MINI INTERVIEW: Barbara Schmitz

Interviewed by Sharon Cole – August 2018

How did your latest book, What Bob Says (Some More), come about?

I wrote the first Bob poem at the Elkhorn Cabin with my writing buddies—Cabin Girls—we meet once a season at Kehm’s beautiful cabin on the Platte, write, often Lucy Adkins gives us prompts, read, discuss, eat, drink some wine—for a day and a half. I wrote the first poem “Bob Says” there and Shelly Geiser recognized it and soon the “Girls” were asking for more and encouraging me. After the first “Bob” book was a hit—my best seller!—Shelly suggested an expanded edition (Pudding House who first did it no longer existed) with drawings. I’m good at assignments so I did it and asked Michael Lynch for drawings—they are so wonderful—”literary” drawings with words in all of them!

How did you and Bob meet?

Bob and another guy paged our dorm the last night of the semester—finals were over—my parents were coming to take me home the next day. They asked if any girls would like to go to a party—a 13 kegger out in a cornfield. I was sent to the lobby to look the guys over by my friends. When we saw each other, time stopped, there were sparkles in the air, and a voice inside me said, “Oh, there you are!”

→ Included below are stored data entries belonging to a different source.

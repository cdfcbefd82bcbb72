use crate::wedding::WeddingData;
use anyhow::{Context, Result};
use directories::ProjectDirs;
use log::{debug, info};
use serde::{Deserialize, Serialize};
use std::env;
use std::fs;
use std::path::{Path, PathBuf};

pub const BACKEND_URL_VAR: &str = "VIVAH_BACKEND_URL";
pub const BACKEND_KEY_VAR: &str = "VIVAH_BACKEND_KEY";
pub const CONFIG_PATH_VAR: &str = "VIVAH_CONFIG_PATH";

#[derive(Debug, Serialize, Deserialize, Clone, PartialEq)]
pub struct Config {
    #[serde(default)]
    pub site: SiteConfig,
    #[serde(default)]
    pub backend: BackendConfig,
    #[serde(default)]
    pub wedding: WeddingData,
}

#[derive(Debug, Serialize, Deserialize, Clone, PartialEq)]
pub struct SiteConfig {
    /// Origin the invitation is served from; share links are built on it
    pub base_url: String,
    /// Address the API server binds to
    pub listen_addr: String,
}

impl Default for SiteConfig {
    fn default() -> Self {
        Self {
            base_url: "http://localhost:8080".to_string(),
            listen_addr: "127.0.0.1:3000".to_string(),
        }
    }
}

#[derive(Debug, Serialize, Deserialize, Clone, PartialEq, Default)]
pub struct BackendConfig {
    pub url: Option<String>,
    /// Public (anon) API key. Usually supplied through the environment instead.
    #[serde(default, skip_serializing)]
    pub anon_key: Option<String>,
}

impl Default for Config {
    fn default() -> Self {
        Self {
            site: SiteConfig::default(),
            backend: BackendConfig::default(),
            wedding: WeddingData::default(),
        }
    }
}

impl Config {
    /// Load from `VIVAH_CONFIG_PATH` or the per-user config directory.
    /// A missing file yields the default configuration.
    pub fn load() -> Result<Self> {
        Self::load_from(&resolve_config_path()?)
    }

    pub fn load_from(path: &Path) -> Result<Self> {
        let mut config = if path.exists() {
            let content = fs::read_to_string(path)
                .with_context(|| format!("Failed to read config file {}", path.display()))?;
            toml::from_str(&content).context("Failed to parse config file")?
        } else {
            debug!("No config at {}, using defaults", path.display());
            Config::default()
        };
        config.apply_env_overrides();
        info!("Configuration loaded for {}", config.wedding.couple());
        Ok(config)
    }

    /// Save to the same file `load` reads.
    pub fn save(&self) -> Result<PathBuf> {
        let path = resolve_config_path()?;
        self.save_to(&path)?;
        Ok(path)
    }

    pub fn save_to(&self, path: &Path) -> Result<()> {
        if let Some(parent) = path.parent() {
            fs::create_dir_all(parent)?;
        }

        let content = toml::to_string_pretty(self)?;
        fs::write(path, content).context("Failed to write config file")?;

        Ok(())
    }

    fn apply_env_overrides(&mut self) {
        if let Some(url) = non_empty_var(BACKEND_URL_VAR) {
            self.backend.url = Some(url);
        }
        if let Some(key) = non_empty_var(BACKEND_KEY_VAR) {
            self.backend.anon_key = Some(key);
        }
    }
}

fn non_empty_var(name: &str) -> Option<String> {
    env::var(name).ok().filter(|v| !v.trim().is_empty())
}

pub fn get_config_path() -> Result<PathBuf> {
    let proj_dirs = ProjectDirs::from("com", "vivah", "vivah")
        .context("Failed to determine config directory")?;

    Ok(proj_dirs.config_dir().join("config.toml"))
}

/// The config file every command uses: `VIVAH_CONFIG_PATH` when set, otherwise
/// the per-user config directory.
pub fn resolve_config_path() -> Result<PathBuf> {
    config_path_from(env::var(CONFIG_PATH_VAR).ok())
}

fn config_path_from(env_value: Option<String>) -> Result<PathBuf> {
    match env_value {
        Some(path) if !path.trim().is_empty() => Ok(PathBuf::from(path.trim())),
        _ => get_config_path(),
    }
}

/// Load `.env` from the working directory if there is one.
pub fn load_env_file() {
    match dotenvy::dotenv() {
        Ok(path) => info!("Loaded environment from {:?}", path),
        Err(e) => debug!("No .env file loaded: {}", e),
    }
}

What is your most favorite memory of Bob?

Favorite memory of Bob would be the morning of the day our son was born—I was still in labor after all night and he ate a huge breakfast while I watched—then opened the blinds and said, “Today our baby will be born!”

What is your favorite quirk about Bob? Your least favorite?

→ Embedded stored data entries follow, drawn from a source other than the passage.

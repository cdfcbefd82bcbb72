//! Detail views for event days: everything the events timeline needs to draw a
//! day card and its detail modal.

use crate::calendar::CalendarEntry;
use crate::image::{resolve_image, EventImage};
use crate::links::{day_map_link, whatsapp_contact_link};
use crate::share::EventFilter;
use crate::theme::{resolve_theme, Theme};
use crate::wedding::{Compliments, ContactGroup, Event, EventDay, Firms, TitledName, WeddingData};
use serde::Serialize;

#[derive(Debug, Clone, Serialize)]
pub struct EventView {
    #[serde(flatten)]
    pub event: Event,
    pub google_calendar_url: String,
    pub ics_data_uri: String,
}

#[derive(Debug, Clone, Serialize)]
pub struct DayView {
    pub id: Option<String>,
    pub title: String,
    pub subtitle: Option<String>,
    pub date: String,
    pub venue: Option<String>,
    pub address: Option<String>,
    pub theme: Theme,
    pub image: Option<EventImage>,
    pub image_path: Option<&'static str>,
    pub map_link: Option<String>,
    pub events: Vec<EventView>,
}

pub fn present_day(day: &EventDay) -> DayView {
    let image = resolve_image(day);
    let events = day
        .events
        .iter()
        .map(|event| {
            let entry = CalendarEntry::new(day, event);
            EventView {
                event: event.clone(),
                google_calendar_url: entry.google_url(),
                ics_data_uri: entry.ics_data_uri(),
            }
        })
        .collect();

    DayView {
        id: day.id.clone(),
        title: day.title.clone(),
        subtitle: day.subtitle.clone(),
        date: day.date.clone(),
        venue: day.venue.clone(),
        address: day.address.clone(),
        theme: resolve_theme(day),
        image,
        image_path: image.map(|i| i.asset_path()),
        map_link: day_map_link(day),
        events,
    }
}

pub fn present_wedding(data: &WeddingData, filter: &EventFilter) -> Vec<DayView> {
    filter.apply(&data.event_days).into_iter().map(present_day).collect()
}

impl DayView {
    /// Plain-text card for terminal output.
    pub fn display(&self) -> String {
        let mut output = format!("{} [{} theme]\n   {}", self.title, self.theme.theme, self.date);

        if let Some(subtitle) = &self.subtitle {
            output.push_str(&format!("\n   {}", subtitle));
        }

        for event in &self.events {
            output.push_str(&format!("\n   - {} ({})", event.event.name, event.event.time));
            if let Some(description) = &event.event.description {
                output.push_str(&format!(": {}", description));
            }
        }

        match (&self.venue, &self.address) {
            (Some(venue), Some(address)) => {
                output.push_str(&format!("\n   Venue: {}, {}", venue, address))
            }
            (Some(place), None) | (None, Some(place)) => {
                output.push_str(&format!("\n   Venue: {}", place))
            }
            (None, None) => {}
        }

        if let Some(link) = &self.map_link {
            output.push_str(&format!("\n   Map: {}", link));
        }

        if let Some(path) = self.image_path {
            output.push_str(&format!("\n   Image: {}", path));
        }

        output
    }
}

/// Invitation card and RSVP block for the whole wedding.
#[derive(Debug, Clone, Serialize)]
pub struct InvitationView {
    pub groom_name: String,
    pub bride_name: String,
    pub wedding_date: String,
    pub tagline: String,
    pub grandparents: Option<TitledName>,
    pub groom_parents: Option<TitledName>,
    pub invitation_line: String,
    pub bride_parents: Option<TitledName>,
    pub nimantrak: Vec<String>,
    pub address: String,
    pub phone: String,
    pub rsvp_contacts: Vec<ContactGroup>,
    pub compliments: Option<Compliments>,
    pub awaiting_eyes: Vec<String>,
    pub maternal: Option<ContactGroup>,
    pub firms: Option<Firms>,
    /// Direct WhatsApp chat for confirmations
    pub rsvp_link: Option<String>,
}

pub fn present_invitation(data: &WeddingData) -> InvitationView {
    let invitation_line = format!(
        "Request the honour of your presence at the marriage of their {}",
        data.groom_parent_relation
    )
    .trim_end()
    .to_string();

    InvitationView {
        groom_name: data.groom_name.clone(),
        bride_name: data.bride_name.clone(),
        wedding_date: data.wedding_date.clone(),
        tagline: data.tagline.clone(),
        grandparents: data.grandparents.clone(),
        groom_parents: data.groom_parents.clone(),
        invitation_line,
        bride_parents: data.bride_parents.clone(),
        nimantrak: data.nimantrak.clone(),
        address: data.address.clone(),
        phone: data.phone.clone(),
        rsvp_contacts: data.rsvp_contacts.clone(),
        compliments: data.compliments.clone(),
        awaiting_eyes: data.awaiting_eyes.clone(),
        maternal: data.maternal.clone(),
        firms: data.firms.clone(),
        rsvp_link: Some(&data.whatsapp_number)
            .filter(|n| !n.is_empty())
            .map(|n| whatsapp_contact_link(n)),
    }
}

fn push_group(output: &mut String, group: &ContactGroup) {
    output.push_str(&format!("\n\n{}", group.title));
    for contact in &group.contacts {
        match &contact.phone {
            Some(phone) => output.push_str(&format!("\n   - {} - {}", contact.name, phone)),
            None => output.push_str(&format!("\n   - {}", contact.name)),
        }
    }
}

impl InvitationView {
    /// Plain-text invitation card followed by the RSVP contacts.
    pub fn display(&self) -> String {
        let mut output = String::from("॥ श्री गणेशाय नमः ॥");

        for line in [&self.grandparents, &self.groom_parents].into_iter().flatten() {
            output.push_str(&format!("\n\n{}\n   {}", line.name, line.title));
        }

        output.push_str(&format!(
            "\n\n{}\n\n   {}\n   with\n   {}",
            self.invitation_line, self.groom_name, self.bride_name
        ));
        if let Some(parents) = &self.bride_parents {
            output.push_str(&format!("\n   {} {}", parents.title, parents.name));
        }

        output.push_str(&format!("\n\non {}", self.wedding_date));

        if !self.nimantrak.is_empty() {
            output.push_str(&format!("\n\nNimantrak: {}", self.nimantrak.join(", ")));
        }
        if !self.address.is_empty() {
            output.push_str(&format!("\n{}", self.address));
        }
        if !self.phone.is_empty() {
            output.push_str(&format!("\nMob: {}", self.phone));
        }

        for group in &self.rsvp_contacts {
            push_group(&mut output, group);
        }
        if let Some(compliments) = &self.compliments {
            output.push_str(&format!(
                "\n\n{}: {}",
                compliments.title,
                compliments.names.join(", ")
            ));
        }
        if !self.awaiting_eyes.is_empty() {
            output.push_str(&format!("\n\nAwaiting Eyes: {}", self.awaiting_eyes.join(", ")));
        }
        if let Some(maternal) = &self.maternal {
            push_group(&mut output, maternal);
        }
        if let Some(firms) = &self.firms {
            output.push_str("\n\nFirms");
            output.push_str(&format!("\n   Groom Side: {}", firms.groom_side.join(", ")));
            output.push_str(&format!("\n   Bride Side: {}", firms.bride_side.join(", ")));
        }
        if let Some(link) = &self.rsvp_link {
            output.push_str(&format!("\n\nKindly confirm your presence: {}", link));
        }

        output
    }
}

#[cfg(test)]
mod tests {
    use super::*;
    use crate::theme::ThemeKind;
    use pretty_assertions::assert_eq;

    #[test]
    fn test_present_default_haldi_day() {
        let data = WeddingData::default();
        let view = present_day(&data.event_days[3]);

        assert_eq!(view.theme.theme, ThemeKind::Haldi);
        assert_eq!(view.image, Some(EventImage::Haldi));
        assert_eq!(view.events.len(), 3);
        assert!(view.events[0]
            .google_calendar_url
            .contains("&dates=20260205/20260205&"));
        assert!(view
            .map_link
            .as_deref()
            .unwrap()
            .starts_with("https://maps.google.com/?q=Green%20Triveni"));
    }

    #[test]
    fn test_present_wedding_respects_filter() {
        let data = WeddingData::default();
        assert_eq!(present_wedding(&data, &EventFilter::All).len(), 6);

        let only = EventFilter::Only(vec!["sakdi".to_string()]);
        let views = present_wedding(&data, &only);
        assert_eq!(views.len(), 1);
        assert_eq!(views[0].image, Some(EventImage::Sakdi));
        assert_eq!(views[0].theme.theme, ThemeKind::Ganesh);
    }

    #[test]
    fn test_display_lists_events_and_venue() {
        let data = WeddingData::default();
        let text = present_day(&data.event_days[4]).display();

        assert!(text.starts_with("Lights, Camera, Sangeet [sangeet theme]"));
        assert!(text.contains("- Sangeet Ceremony (7:00 pm)"));
        assert!(text.contains("Venue: Idanta, Green Triveni"));
        assert!(text.contains("Image: assets/cocktail-couple.png"));
    }

    #[test]
    fn test_invitation_card_and_rsvp_text() {
        let data = WeddingData::default();
        let view = present_invitation(&data);
        assert_eq!(
            view.invitation_line,
            "Request the honour of your presence at the marriage of their Grand Son"
        );
        assert_eq!(view.rsvp_link.as_deref(), Some("https://wa.me/919828023034"));

        let text = view.display();
        assert!(text.contains("Smt. Chandrakala & Sh. Hari Shankar Agarwal\n   With the blessings of"));
        assert!(text.contains("   Neelesh\n   with\n   Ayushi\n   D/o Smt. Hansa & Sh. Anil Ji Goyal"));
        assert!(text.contains("on Friday, 6th February 2026"));
        assert!(text.contains("Nimantrak: Hari Sankar Agarwal, Jitendra Agarwal"));
        assert!(text.contains("Mob: 9828023034"));
        assert!(text.contains("Special Request\n   - Kanchan- Ajit Ji Goyal"));
        assert!(text.contains("Warm Regards: Raj Kumar- Gita"));
        assert!(text.contains("Awaiting Eyes: Tanmay, Bhavya"));
        assert!(text.contains("Maternal\n   - Arun- Meenu\n   - Amit- Ritu"));
        assert!(text.contains("Bride Side: Shree Ram Medical & General Store"));
    }

    #[test]
    fn test_sparse_invitation_omits_empty_sections() {
        let mut data = WeddingData::default();
        data.groom_parent_relation.clear();
        data.whatsapp_number.clear();
        data.grandparents = None;
        data.firms = None;
        data.rsvp_contacts.clear();

        let view = present_invitation(&data);
        assert_eq!(
            view.invitation_line,
            "Request the honour of your presence at the marriage of their"
        );
        assert_eq!(view.rsvp_link, None);

        let text = view.display();
        assert!(!text.contains("With the blessings of"));
        assert!(!text.contains("Firms"));
        assert!(!text.contains("RSVP"));
    }
}
//! Rows and errors for the invitation backend.

use secrecy::SecretString;
use serde::{Deserialize, Deserializer, Serialize};

/// Custom error type for admin operations
#[derive(Debug, thiserror::Error)]
pub enum AdminError {
    #[error("Backend is not configured: {0}")]
    NotConfigured(String),
    #[error("Sign-in failed: {0}")]
    AuthFailed(String),
    #[error("Request to backend failed: {0}")]
    Request(#[from] reqwest::Error),
    #[error("Backend returned {status}: {message}")]
    Service { status: u16, message: String },
    #[error("Unexpected backend response: {0}")]
    InvalidResponse(String),
    #[error("Invalid input: {0}")]
    Validation(String),
}

/// Nullable text columns come back as `null`; treat them as empty strings.
fn null_as_empty<'de, D>(deserializer: D) -> Result<String, D::Error>
where
    D: Deserializer<'de>,
{
    Ok(Option::<String>::deserialize(deserializer)?.unwrap_or_default())
}

#[derive(Debug, Serialize, Deserialize, Clone, PartialEq)]
pub struct Invitation {
    #[serde(default, skip_serializing_if = "Option::is_none")]
    pub id: Option<String>,
    #[serde(default, deserialize_with = "null_as_empty")]
    pub groom_name: String,
    #[serde(default, deserialize_with = "null_as_empty")]
    pub bride_name: String,
    #[serde(default, deserialize_with = "null_as_empty")]
    pub groom_parents: String,
    #[serde(default, deserialize_with = "null_as_empty")]
    pub bride_parents: String,
    /// `YYYY-MM-DD`, may be empty
    #[serde(default, deserialize_with = "null_as_empty")]
    pub wedding_date: String,
    #[serde(default, deserialize_with = "null_as_empty")]
    pub wedding_hashtag: String,
    #[serde(default, deserialize_with = "null_as_empty")]
    pub whatsapp_groom: String,
    #[serde(default, deserialize_with = "null_as_empty")]
    pub whatsapp_bride: String,
    #[serde(default, deserialize_with = "null_as_empty")]
    pub custom_message: String,
}

impl Default for Invitation {
    fn default() -> Self {
        Self {
            id: None,
            groom_name: "Neelesh".to_string(),
            bride_name: "Ayushi".to_string(),
            groom_parents: "Mr. & Mrs. Sharma".to_string(),
            bride_parents: "Mr. & Mrs. Gupta".to_string(),
            wedding_date: "2026-02-05".to_string(),
            wedding_hashtag: "#NeeleshWedsAyushi".to_string(),
            whatsapp_groom: String::new(),
            whatsapp_bride: String::new(),
            custom_message: String::new(),
        }
    }
}

#[derive(Debug, Serialize, Deserialize, Clone, Copy, PartialEq, Eq, Default)]
#[serde(rename_all = "lowercase")]
pub enum EventSide {
    Groom,
    Bride,
    #[default]
    Both,
}

#[derive(Debug, Serialize, Deserialize, Clone, PartialEq)]
pub struct EventRecord {
    #[serde(default, skip_serializing_if = "Option::is_none")]
    pub id: Option<String>,
    #[serde(default, deserialize_with = "null_as_empty")]
    pub name: String,
    #[serde(default, deserialize_with = "null_as_empty")]
    pub date: String,
    #[serde(default, deserialize_with = "null_as_empty")]
    pub time: String,
    #[serde(default, deserialize_with = "null_as_empty")]
    pub venue: String,
    #[serde(default, deserialize_with = "null_as_empty")]
    pub address: String,
    #[serde(default, deserialize_with = "null_as_empty")]
    pub map_link: String,
    #[serde(default)]
    pub side: EventSide,
    #[serde(default)]
    pub display_order: i32,
}

impl EventRecord {
    pub fn new(name: &str, display_order: i32) -> Self {
        Self {
            id: None,
            name: name.to_string(),
            date: String::new(),
            time: String::new(),
            venue: String::new(),
            address: String::new(),
            map_link: String::new(),
            side: EventSide::Both,
            display_order,
        }
    }
}

/// Row shape for inserting an event; server ids are never sent back.
#[derive(Debug, Serialize)]
pub struct NewEventRow<'a> {
    pub invitation_id: &'a str,
    pub name: &'a str,
    pub date: &'a str,
    pub time: &'a str,
    pub venue: &'a str,
    pub address: &'a str,
    pub map_link: &'a str,
    pub side: EventSide,
    pub display_order: i32,
}

impl<'a> NewEventRow<'a> {
    pub fn new(invitation_id: &'a str, event: &'a EventRecord) -> Self {
        Self {
            invitation_id,
            name: &event.name,
            date: &event.date,
            time: &event.time,
            venue: &event.venue,
            address: &event.address,
            map_link: &event.map_link,
            side: event.side,
            display_order: event.display_order,
        }
    }
}

/// Signed-in account.
#[derive(Debug)]
pub struct Session {
    pub user_id: String,
    pub email: Option<String>,
    pub access_token: SecretString,
}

Favorite—his kindness; least favorite—his talking!

What has been your biggest accomplishment, or what are you most proud of in regards to your teaching career?

I never thought I’d ever get a book out—I have five I think. Teaching—trying to connect with all students even those who bragged about never reading a book. I just learned somehow to love them.

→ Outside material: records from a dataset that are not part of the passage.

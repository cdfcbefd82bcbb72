use anyhow::{Context, Result};
use std::fs;
use std::path::Path;

use crate::admin::{AdminDraft, AdminPanel, Credentials, SupabaseClient};
use crate::cli::AdminActions;
use crate::config::Config;

fn print_draft(draft: &AdminDraft) {
    let invitation = &draft.invitation;
    println!(
        "Invitation {}",
        invitation.id.as_deref().unwrap_or("(not saved yet)")
    );
    println!("  Couple: {} & {}", invitation.groom_name, invitation.bride_name);
    println!("  Wedding Date: {}", invitation.wedding_date);
    if !invitation.wedding_hashtag.is_empty() {
        println!("  Hashtag: {}", invitation.wedding_hashtag);
    }
    println!("\nEvents:");
    for event in &draft.events {
        println!(
            "  {}. {} - {} {} ({:?})",
            event.display_order + 1,
            event.name,
            event.date,
            event.time,
            event.side
        );
        if !event.venue.is_empty() {
            println!("     Venue: {}", event.venue);
        }
    }
}

fn read_draft(file: &Path) -> Result<AdminDraft> {
    let content = fs::read_to_string(file)
        .with_context(|| format!("Failed to read {}", file.display()))?;
    serde_json::from_str(&content).context("Failed to parse invitation file")
}

pub async fn handle_admin_command(config: &Config, action: AdminActions) -> Result<()> {
    let panel = AdminPanel::new(SupabaseClient::from_config(&config.backend)?);
    let credentials = Credentials::from_env()?;

    if let AdminActions::Signup = action {
        panel.sign_up(&credentials).await?;
        println!("✅ Account created for {}. You can now sign in.", credentials.email);
        return Ok(());
    }

    let session = panel.sign_in(&credentials).await?;

    let result: Result<()> = async {
        match action {
            AdminActions::Show => print_draft(&panel.load(&session).await?),
            AdminActions::Export { file } => {
                let draft = panel.load(&session).await?;
                fs::write(&file, serde_json::to_string_pretty(&draft)?)
                    .with_context(|| format!("Failed to write {}", file.display()))?;
                println!("✅ Invitation exported to {}", file.display());
            }
            AdminActions::Save { file } => {
                let mut draft = read_draft(&file)?;
                panel.save(&session, &mut draft).await?;
                // keep the file in sync with the server-issued id
                fs::write(&file, serde_json::to_string_pretty(&draft)?)?;
                println!("✅ Invitation saved successfully!");
                print_draft(&draft);
            }
            AdminActions::Signup => {}
        }
        Ok(())
    }
    .await;

    if let Err(e) = panel.sign_out(&session).await {
        log::warn!("Sign-out failed: {}", e);
    }

    result
}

If you hadn’t become a writer or a teacher, what do you think you would’ve done for work?

I don’t know—thought about journalism… Maybe I would have been a nun!

Do you have any words of wisdom or advice for aspiring writers? How about aspiring teachers of writing?

Aspiring writers—It’s not a race. Work as hard as you can to make your work the best you can—don’t give up. Teachers—look for what’s good in the writing and encourage that!


 

Barbara Schmitz is Emeritus Instructor of English at Northeast College where she taught writing and literature for thirty years and founded the Visiting Writers Series. Her latest books are What Bob Says (Some More)(WSC Press),  Always the Detail (SFA University Press) which won Honor Book in Poetry from the Nebraska Center for the Book 2015; Path of Lightning: A Seeker’s Jagged Journey (Pinyon Publishing); and How Much Our Dancing Has Improved (Backwaters) winner of the 2005 Poetry Award from Nebraska Center for the Book. Her work appeared in six poetry anthologies in 2017 including Nebraska Poetry: A Sesquicentennial Anthology and Nasty Women. Just Outside is forthcoming from Sandhills Press. She is the grandmother of Makena, lives with husband Bob in Norfolk, and considers herself The Poet of Highway 81 on whose banks she has written for forty years.